The consequences of getting the wrong number of threads are:
Too few: your users will have to wait for a thread to be free. If it takes too long, their connection attempt will timeout.
Too many: you’ll waste resources (database connections, memory, CPU, etc.).
Think of concurrent users and the average time each page takes to load. Be extra careful with the most common / used pages, the most expensive operations, peak traffic and how many concurrent users you’ll be serving.
Example: 5 requests per second, an average of 50 ms per hit -> 1 thread would handle that. 5 requests per second, an average of 5s per hit -> 5*5 = 25s of work requested / second, so you have to calculate how long you want your user to wait. In 5 seconds, for the last example, you’d have 125s of work requested. If you want to make nobody wait more than 5s then you’d have to be able to deliver that amount of work. One thread per request, 25 threads (and a cache in front of TG, optimising the code to see if it can be sped up, etc.)

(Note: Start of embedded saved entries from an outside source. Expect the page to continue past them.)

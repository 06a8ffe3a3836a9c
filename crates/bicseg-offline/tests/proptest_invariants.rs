// SPDX-License-Identifier: MIT OR Apache-2.0

#![forbid(unsafe_code)]

use bicseg_core::{FeatureMatrixView, MatrixLayout, validate_boundaries};
use bicseg_offline::{BicSegConfig, BicSegmenter, change_search};
use bicseg_offline::gaussian::log_det;
use proptest::prelude::*;
use proptest::test_runner::{Config as ProptestConfig, FileFailurePersistence};

const MIN_PROPTEST_CASES: u32 = 1000;

fn proptest_cases() -> u32 {
    std::env::var("PROPTEST_CASES")
        .ok()
        .and_then(|raw| raw.parse::<u32>().ok())
        .map(|parsed| parsed.max(MIN_PROPTEST_CASES))
        .unwrap_or(MIN_PROPTEST_CASES)
}

fn univariate(values: &[f64]) -> FeatureMatrixView<'_> {
    FeatureMatrixView::from_f64(values, 1, values.len(), MatrixLayout::FeatureMajor)
        .expect("generated view should be valid")
}

fn config_strategy() -> impl Strategy<Value = BicSegConfig> {
    (4usize..40, 1usize..6, 4usize..40, 1usize..6, 0.5f64..3.0).prop_map(
        |(coarse_size, coarse_inc, fine_size, fine_inc, penalty_weight)| BicSegConfig {
            coarse_size,
            coarse_inc,
            fine_size,
            fine_inc,
            penalty_weight,
        },
    )
}

proptest! {
    #![proptest_config(ProptestConfig {
        cases: proptest_cases(),
        max_shrink_iters: 1024,
        failure_persistence: Some(Box::new(FileFailurePersistence::Direct("proptest-regressions/tests/proptest_invariants.txt"))),
        .. ProptestConfig::default()
    })]

    #[test]
    fn segmentation_output_respects_the_result_contract(
        values in prop::collection::vec(-50.0f64..50.0, 24..96),
        config in config_strategy(),
    ) {
        let n = values.len();
        let view = univariate(&values);
        let segmenter = BicSegmenter::new(config).expect("generated config should be valid");

        let result = segmenter
            .segment(&view)
            .expect("segmentation of finite input should succeed");

        validate_boundaries(n, &result.boundaries).expect("boundary contract must hold");
        prop_assert_eq!(result.boundaries.len(), result.scores.len());
        prop_assert!(result.scores.iter().all(|score| score.is_finite()));
        prop_assert!(result.scores.iter().all(|&score| score <= 0.0));
        prop_assert_eq!(result.n_frames, n);
    }

    #[test]
    fn segmentation_is_deterministic(
        values in prop::collection::vec(-10.0f64..10.0, 24..72),
        config in config_strategy(),
    ) {
        let view = univariate(&values);
        let segmenter = BicSegmenter::new(config).expect("generated config should be valid");

        let first = segmenter.segment(&view).expect("first run should succeed");
        let second = segmenter.segment(&view).expect("second run should succeed");

        prop_assert_eq!(&first.boundaries, &second.boundaries);
        prop_assert_eq!(&first.bic_trace, &second.bic_trace);
        let first_bits: Vec<u64> = first.scores.iter().map(|s| s.to_bits()).collect();
        let second_bits: Vec<u64> = second.scores.iter().map(|s| s.to_bits()).collect();
        prop_assert_eq!(first_bits, second_bits);
    }

    #[test]
    fn change_scan_split_and_trace_respect_their_bounds(
        values in prop::collection::vec(-50.0f64..50.0, 4..80),
        inc in 1usize..8,
        origin in 0usize..500,
        weight in 0.5f64..3.0,
    ) {
        let view = univariate(&values);
        let m = values.len();
        let window = view.frame_window(0, m - 1);

        let scan = change_search(&window, inc, origin, weight)
            .expect("scan of finite input should succeed");

        let expected_candidates = if m >= 2 * inc { (m - 2 * inc) / inc + 1 } else { 0 };
        prop_assert_eq!(scan.trace.len(), expected_candidates);

        if let Some(boundary) = scan.boundary {
            prop_assert!(boundary >= origin + inc - 1);
            prop_assert!(boundary <= origin + m - inc - 1);
            prop_assert!(scan.d_min <= 0.0);
        }
        if expected_candidates == 0 {
            prop_assert_eq!(scan.boundary, None);
            prop_assert_eq!(scan.d_min, f64::MAX);
        }
    }

    #[test]
    fn log_det_is_invariant_to_frame_reordering(
        raw in prop::collection::vec(-20i32..=20, 2..64),
        rotation in 0usize..64,
    ) {
        // Integer-valued frames keep the sum and sum-of-squares exact, so
        // reordering cannot even perturb the accumulation round-off.
        let values: Vec<f64> = raw.iter().map(|&v| f64::from(v)).collect();
        let m = values.len();
        let mut rotated = values.clone();
        rotated.rotate_left(rotation % m);
        let mut reversed = values.clone();
        reversed.reverse();

        let base = log_det(&univariate(&values).frame_window(0, m - 1));
        let after_rotation = log_det(&univariate(&rotated).frame_window(0, m - 1));
        let after_reversal = log_det(&univariate(&reversed).frame_window(0, m - 1));

        prop_assert_eq!(base.to_bits(), after_rotation.to_bits());
        prop_assert_eq!(base.to_bits(), after_reversal.to_bits());
    }

    #[test]
    fn homogeneous_constant_input_never_produces_boundaries(
        value in -25.0f64..25.0,
        n in 24usize..128,
        config in config_strategy(),
    ) {
        let values = vec![value; n];
        let view = univariate(&values);
        let segmenter = BicSegmenter::new(config).expect("generated config should be valid");

        let result = segmenter.segment(&view).expect("segment should succeed");
        prop_assert!(result.boundaries.is_empty());
        prop_assert!(result.scores.is_empty());
    }
}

You also need to be aware that a single cherryPy instance can only use one processor for all of its threads even if you have multiple processors in a machine. You can get around this by starting multiple instances on different ports and put a load balancing proxy in front (lighttpd will do nicely). Also get lighttpd or whatever your front end is to handle the static content directly. This also helps with resilience and scalability.
If you have two processors (dual core is now common) you might want to start two instances with 10 threads rather than one instance with 20 threads for example. You’ll get much better throughput that way.
Also be aware that SQLAlchemy creates a connection pool rather then blindly create a connection per thread. So even if you over estimate the number of threads, using SQLAlchemy will not waste your database resources. This only applies if you use SQLAlchemy of course!